Publishers are paying attention to the Turnrow 20. We've just added two new authors to our events calendar — Taylor M. Polites and Alex George — following fast on the heels of our new winter recommendation list. In fact, our next four visiting authors entertain a place on our latest list. It continues to be our great fortune to host some of today's finest writers.
If you come by after work on Leap Day, Wednesday (Feb. 29), we'll be hosting a kind of launch event for the new Turnrow 20 list. Our staff is excited to tell you a bit about each book and why we love them. Our special guest for the evening will be Taylor Polites, who will sign and talk about his novel The Rebel Wife, which happens to be one of our new T20 books and early customer favorite.
We were truly surprised by Polites' debut novel. Maybe something about the cover hinted that it would be a bit too frilly and fine, but this is certainly not your typical Civil War-era Southern novel. It features one of the most memorable and conflicted heroines-in-crises you're likely to read this year. When her scalawag husband succumbs to a mysterious illness, Augusta Branson finds herself torn between her restless, emancipated servants and the the old family friends who may be trying to usurp her vast estate. Imagine The Help a century earlier and you'll start to get an idea of this surprising debut. (Reserve your signed first edition here.)
But wait ... even before that, on Tuesday (Feb. 28), we host Patrick deWitt, a writer we've been looking forward to meeting ever since we read his novel The Sisters Brothers a year ago. Since then it has won a Governor General's Literary Award and was a finalist for the Man Booker Prize. (Not to mention a space on the coveted Turnrow 20 winter list.) It's available in paperback now, and even more readers are finding this truly wonderful and engaging novel, a Western with a modern heart.
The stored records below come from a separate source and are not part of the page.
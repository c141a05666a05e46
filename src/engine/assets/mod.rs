// Asset lookup for the hero's sounds and sprite layers
//
// Missing hero assets are fatal at startup; nothing here tries to recover.

mod loader;
mod sound_bank;

pub use loader::{AssetLoader, AssetType};
pub use sound_bank::SoundBank;

/// Asset loading errors
#[derive(Debug, thiserror::Error)]
pub enum AssetError {
    #[error("Asset not found: {0}")]
    NotFound(String),

    #[error("Failed to read asset {path}: {source}")]
    Io {
        path: String,
        #[source]
        source: std::io::Error,
    },
}

#[cfg(test)]
mod tests {
    use super::*;

    #[test]
    fn test_asset_error_display() {
        let err = AssetError::NotFound("soundfx/level_up.ogg".to_string());
        assert_eq!(err.to_string(), "Asset not found: soundfx/level_up.ogg");
    }
}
The story follows two brothers, Eli and Charlie Sisters, as they set out from Oregon to find and murder a gold prospector in California. Eli, the more pensive of the two, begins to wonder why their boss, the Commodore, wants this man dead and suffers a crisis of conscience as they set out on their journey. Charlie, more likely to fly off the handle, remains determined to bag their prey. What happens when the brothers encounter their target is both unexpected and completely entertaining. This book yanked us in from page one and maintained its galloping pace to the end, offering plenty of sharp wit, memorable dialogue and complex characters. Order your signed hardbacks or paperbacks at the website, but we hope you'll come out and meet the author in person this Tuesday at 5:30.